在雌激素受体阳性乳腺癌中，CDC20 的表达预示着预后不良和对内分泌治疗缺乏反应。

CDC20 expression in oestrogen receptor positive breast cancer predicts poor prognosis and lack of response to endocrine therapy.

机构信息

Nottingham Breast Cancer Research Centre, Division of Cancer and Stem Cells, School of Medicine, University of Nottingham, Nottingham City Hospital, Hucknall Road, Nottingham, NG5 1PB, UK.

Cellular Pathology, Nottingham University Hospitals NHS Trust, Hucknall Road, Nottingham, NG5 1PB, UK.

出版信息

Breast Cancer Res Treat. 2019 Dec;178(3):535-544. doi: 10.1007/s10549-019-05420-8. Epub 2019 Aug 30.

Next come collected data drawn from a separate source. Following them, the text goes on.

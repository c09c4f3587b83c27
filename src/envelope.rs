//! Per-tap volume envelope for the synthesized echo.

/// Build the sequence of per-tap volume multipliers.
///
/// A single tap collapses to `[start_vol]`; otherwise the taps are linearly
/// interpolated from `start_vol` to `end_vol` with both endpoints exact.
pub fn envelope(taps: u32, start_vol: f32, end_vol: f32) -> Vec<f32> {
    if taps <= 1 {
        return vec![start_vol];
    }
    let span = end_vol - start_vol;
    let last = (taps - 1) as f32;
    (0..taps)
        .map(|i| {
            if i == taps - 1 {
                end_vol
            } else {
                start_vol + span * (i as f32 / last)
            }
        })
        .collect()
}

DOI:10.1007/s10549-019-05420-8

PMID:31471836

Abstract

PURPOSE

Endocrine therapy is the standard treatment for oestrogen receptor positive (ER+) breast cancer. Despite its efficacy, around half of patients will develop resistance to this treatment and eventually relapse. Identification of effective and reliable biomarkers to predict the efficacy of endocrine therapy is of crucial importance in the management of ER+ breast cancer. Emerging evidence has revealed that the cell division regulator CDC20 exhibits an oncogenic function and plays important roles in tumourigenesis and progression of solid tumours. In this study, we investigated the prognostic and predictive role of CDC20 in early ER+ breast cancer patients.

METHODS

The biological and clinical impact of CDC20 expression was assessed in large clinical annotated cohort of ER+ breast cancer with long-term follow-up at the mRNA level, using METABRIC and KM-Plotter datasets, and the protein level using immunohistochemistry on patients presenting at Nottingham. CDC20 expression was correlated with clinico-pathological parameters, molecular subtypes, clinical outcome and efficacy of endocrine therapy.

RESULTS

High CDC20 mRNA expression was associated with poor clinico-pathological parameters including large tumour size and high tumour grade (P < 0.0001) in patients with ER+ breast cancer. High CDC20 mRNA expression was significantly associated with poor patient outcome (P < 0.0001). Importantly, high CDC20 expression was correlated with poor response to endocrine treatment in patients who treated with hormonal therapy only (P < 0.01). In multivariate analysis, CDC20 mRNA was an independent predictor of poor clinical outcome after treatment with endocrine therapy (P = 0.02).

CONCLUSION

CDC20 is a candidate biomarker for a subgroup of ER+ breast cancer characterised by poor clinical outcome. This study shows that the CDC20 could act as potential predictive biomarker of poor response to endocrine therapy in ER+ breast cancer.

摘要

目的

内分泌治疗是雌激素受体阳性（ER+）乳腺癌的标准治疗方法。尽管其疗效显著，但仍有约半数患者会对此种治疗产生耐药性，最终复发。因此，寻找有效的、可靠的生物标志物来预测内分泌治疗的疗效，对于 ER+乳腺癌的管理至关重要。新出现的证据表明，细胞分裂调节剂 CDC20 具有致癌功能，在实体瘤的发生和进展中发挥重要作用。在本研究中，我们研究了 CDC20 在早期 ER+乳腺癌患者中的预后和预测作用。

方法

通过 METABRIC 和 KM-Plotter 数据集，在具有长期随访的大型临床注释 ER+乳腺癌队列中，从 mRNA 水平评估 CDC20 表达的生物学和临床影响，并在诺丁汉的患者中使用免疫组织化学方法评估 CDC20 蛋白水平。CDC20 表达与临床病理参数、分子亚型、临床结局和内分泌治疗疗效相关。

结果

高 CDC20 mRNA 表达与 ER+乳腺癌患者的不良临床病理参数相关，包括肿瘤较大和肿瘤分级较高（P<0.0001）。高 CDC20 mRNA 表达与患者预后不良显著相关（P<0.0001）。重要的是，在仅接受激素治疗的患者中，高 CDC20 表达与对内分泌治疗的反应不良相关（P<0.01）。在多变量分析中，CDC20 mRNA 是内分泌治疗后临床结局不良的独立预测因子（P=0.02）。